NYSE : US$79.27
HOLD Target: US$71.00
COMPANY DESCRIPTION: Nike, Inc. designs, develops and markets footwear, apparel, equipment and accessories for men, women and children worldwide. NKE focuses on sports-inspired apparel, footwear and accessories. NKE was founded in 1964 & headquartered in Beaverton, Oregon
Consumer & Retail — Footwear and Apparel STRONG DEMAND TRENDS MITIGATED BY FX AND EXPENSES
NKE reported F3Q results of 76c vs. our/consensus 66c/72c estimate. A push-out of World Cup expenses (+9c) into Q4 comprised the largest contribution to the beat (relative to our model). Additionally, stronger sales growth (+2c) and lower taxes (+3c) were partially offset by less gross margin expansion (-1c) and higher other expense (-3c). The solid sales momentum NKE is experiencing across product categories (e.g., basketball, running, footwear, apparel) and geographies (NA, Western Europe, and Emerging Markets) coupled with 14% futures growth, is impressive. That said, FX headwinds hurt Q3 results and will continue to mount through F2015 with added pressure from continued investments in women’s, DTC, and digital. As such, F2015 EPS growth is now likely at ~12% with little upside opportunity. Given NKE’s premium 24.5x valuation, we prefer to leverage its product strength via the retailers (FL and FINL) and as thus maintain our HOLD rating.

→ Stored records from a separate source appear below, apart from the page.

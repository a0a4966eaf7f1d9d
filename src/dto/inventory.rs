use chrono::{DateTime, Utc};
use rust_decimal::Decimal;
use serde::{Deserialize, Serialize};
use utoipa::{IntoParams, ToSchema};
use validator::Validate;

use crate::entities::inventory_item;

/// Body for creating or replacing an inventory item.
///
/// Every field is optional on the wire so that the domain validators, not the JSON
/// extractor, report which rule a payload breaks.
#[derive(Debug, Clone, Default, Deserialize, Serialize, Validate, ToSchema)]
#[serde(rename_all = "camelCase", default)]
pub struct InventoryItemRequest {
    /// Client-chosen id; generated when absent or blank
    pub id: Option<String>,
    #[validate(length(max = 255))]
    #[schema(example = "Widget")]
    pub name: String,
    #[schema(example = 25)]
    pub quantity: i32,
    #[schema(value_type = Option<String>, example = "12.50")]
    pub price: Option<Decimal>,
    #[validate(length(max = 64))]
    pub supplier_id: Option<String>,
    /// Reorder threshold; 10 when absent or not positive
    pub minimum_quantity: Option<i32>,
    #[validate(length(max = 255))]
    pub created_by: Option<String>,
}

#[derive(Debug, Clone, Serialize, Deserialize, ToSchema)]
#[serde(rename_all = "camelCase")]
pub struct InventoryItemResponse {
    pub id: String,
    pub name: String,
    pub quantity: i32,
    #[schema(value_type = String, example = "12.50")]
    pub price: Decimal,
    /// quantity × price
    #[schema(value_type = String, example = "312.50")]
    pub total_value: Decimal,
    pub supplier_id: String,
    pub minimum_quantity: i32,
    pub low_stock: bool,
    pub created_by: String,
    pub created_at: DateTime<Utc>,
}

impl From<inventory_item::Model> for InventoryItemResponse {
    fn from(model: inventory_item::Model) -> Self {
        let low_stock = model.is_low_stock();
        Self {
            total_value: model.price * Decimal::from(model.quantity),
            id: model.id,
            name: model.name,
            quantity: model.quantity,
            price: model.price,
            supplier_id: model.supplier_id,
            minimum_quantity: model.minimum_quantity,
            low_stock,
            created_by: model.created_by,
            created_at: model.created_at,
        }
    }
}

#[derive(Debug, Deserialize, IntoParams)]
#[serde(rename_all = "camelCase")]
pub struct InventorySearchParams {
    /// Case-insensitive substring of the item name
    #[serde(default)]
    pub name: String,
    /// Zero-based page index
    pub page: Option<u64>,
    pub size: Option<u64>,
}

#[derive(Debug, Deserialize, IntoParams)]
#[serde(rename_all = "camelCase")]
pub struct LowStockParams {
    pub supplier_id: Option<String>,
}

#[derive(Debug, Deserialize, IntoParams)]
pub struct QuantityAdjustmentParams {
    /// Signed change to apply; must be non-zero
    pub delta: i32,
    /// Defaults to MANUAL_UPDATE
    pub reason: Option<String>,
}

#[derive(Debug, Deserialize, IntoParams)]
pub struct PriceChangeParams {
    #[param(value_type = String, example = "19.99")]
    pub price: Decimal,
}

#[derive(Debug, Deserialize, IntoParams)]
pub struct DeletionParams {
    /// One of SCRAPPED, DESTROYED, DAMAGED, EXPIRED, LOST, RETURNED_TO_SUPPLIER
    pub reason: String,
}

#[cfg(test)]
mod tests {
    use super::*;
    use rust_decimal_macros::dec;

    #[test]
    fn missing_fields_deserialize_to_defaults() {
        let req: InventoryItemRequest = serde_json::from_str(r#"{"name":"Widget"}"#).unwrap();
        assert_eq!(req.name, "Widget");
        assert_eq!(req.quantity, 0);
        assert!(req.price.is_none());
        assert!(req.supplier_id.is_none());
    }

    #[test]
    fn price_accepts_numbers_and_strings() {
        let a: InventoryItemRequest = serde_json::from_str(r#"{"price": 12.5}"#).unwrap();
        let b: InventoryItemRequest = serde_json::from_str(r#"{"price": "12.50"}"#).unwrap();
        assert_eq!(a.price, Some(dec!(12.5)));
        assert_eq!(b.price, Some(dec!(12.50)));
    }

    #[test]
    fn response_computes_total_value_and_low_stock() {
        let model = inventory_item::Model {
            id: "i-1".into(),
            name: "Widget".into(),
            quantity: 4,
            price: dec!(2.50),
            supplier_id: "s-1".into(),
            minimum_quantity: 10,
            created_by: "alice".into(),
            created_at: Utc::now(),
        };
        let dto = InventoryItemResponse::from(model);
        assert_eq!(dto.total_value, dec!(10.00));
        assert!(dto.low_stock);

        let json = serde_json::to_value(&dto).unwrap();
        assert!(json.get("supplierId").is_some());
        assert!(json.get("minimumQuantity").is_some());
    }
}
pub mod analytics;
pub mod auth;
pub mod common;
pub mod health;
pub mod inventory;
pub mod stock_history;
pub mod suppliers;

use std::sync::Arc;

use crate::{
    db::DbPool,
    services::{AnalyticsService, InventoryService, StockHistoryService, SupplierService},
};

// Re-export AppState so handler modules can import it as crate::handlers::AppState
pub use crate::AppState;

/// Services layer that encapsulates business logic used by HTTP handlers
#[derive(Clone)]
pub struct AppServices {
    pub inventory: Arc<InventoryService>,
    pub suppliers: Arc<SupplierService>,
    pub stock_history: Arc<StockHistoryService>,
    pub analytics: Arc<AnalyticsService>,
}

impl AppServices {
    pub fn new(db_pool: Arc<DbPool>) -> Self {
        Self {
            inventory: Arc::new(InventoryService::new(db_pool.clone())),
            suppliers: Arc::new(SupplierService::new(db_pool.clone())),
            stock_history: Arc::new(StockHistoryService::new(db_pool.clone())),
            analytics: Arc::new(AnalyticsService::new(db_pool)),
        }
    }
}
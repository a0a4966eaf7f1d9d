use sea_orm::{
    sea_query::{Expr, Func},
    ActiveModelTrait, ColumnTrait, ConnectionTrait, DbErr, EntityTrait, PaginatorTrait,
    QueryFilter, QueryOrder,
};

use super::contains_pattern;
use crate::entities::supplier::{ActiveModel, Column, Entity as Supplier, Model};

pub struct SupplierRepository;

impl SupplierRepository {
    pub async fn find_all<C: ConnectionTrait>(db: &C) -> Result<Vec<Model>, DbErr> {
        Supplier::find().order_by_asc(Column::Name).all(db).await
    }

    pub async fn find_by_id<C: ConnectionTrait>(db: &C, id: &str) -> Result<Option<Model>, DbErr> {
        Supplier::find_by_id(id.to_owned()).one(db).await
    }

    pub async fn exists_by_id<C: ConnectionTrait>(db: &C, id: &str) -> Result<bool, DbErr> {
        let count = Supplier::find()
            .filter(Column::Id.eq(id))
            .count(db)
            .await?;
        Ok(count > 0)
    }

    pub async fn find_by_name_containing<C: ConnectionTrait>(
        db: &C,
        name: &str,
    ) -> Result<Vec<Model>, DbErr> {
        Supplier::find()
            .filter(Expr::expr(Func::lower(Expr::col(Column::Name))).like(contains_pattern(name)))
            .order_by_asc(Column::Name)
            .all(db)
            .await
    }

    pub async fn exists_by_name_ignore_case<C: ConnectionTrait>(
        db: &C,
        name: &str,
        exclude_id: Option<&str>,
    ) -> Result<bool, DbErr> {
        let mut query = Supplier::find()
            .filter(Expr::expr(Func::lower(Expr::col(Column::Name))).eq(name.to_lowercase()));
        if let Some(id) = exclude_id {
            query = query.filter(Column::Id.ne(id));
        }
        Ok(query.count(db).await? > 0)
    }

    pub async fn insert<C: ConnectionTrait>(db: &C, supplier: ActiveModel) -> Result<Model, DbErr> {
        supplier.insert(db).await
    }

    pub async fn update<C: ConnectionTrait>(db: &C, supplier: ActiveModel) -> Result<Model, DbErr> {
        supplier.update(db).await
    }

    pub async fn delete_by_id<C: ConnectionTrait>(db: &C, id: &str) -> Result<u64, DbErr> {
        let result = Supplier::delete_by_id(id.to_owned()).exec(db).await?;
        Ok(result.rows_affected)
    }
}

Investment highlights Solid 14% futures were driven by outstanding growth in WE (+30% vs. our 25%), while NA (+9% vs. our 12%) showed early signs of deceleration (down 500bps sequentially). Also, we do not expect the rebound in China (-3%) to materialize until late F2015 given the new seasonal ship-in strategy that just began, despite clean inventories.
ASPs/DTC helped Q3 GM; however, product costs/FX muted the gains to 28bps (10bps below us). Mix should help Q4 by 50-75bps.
Valuation Our $71 target is a blend of 21x 2015E EPS / 14x EBITDA / DCF.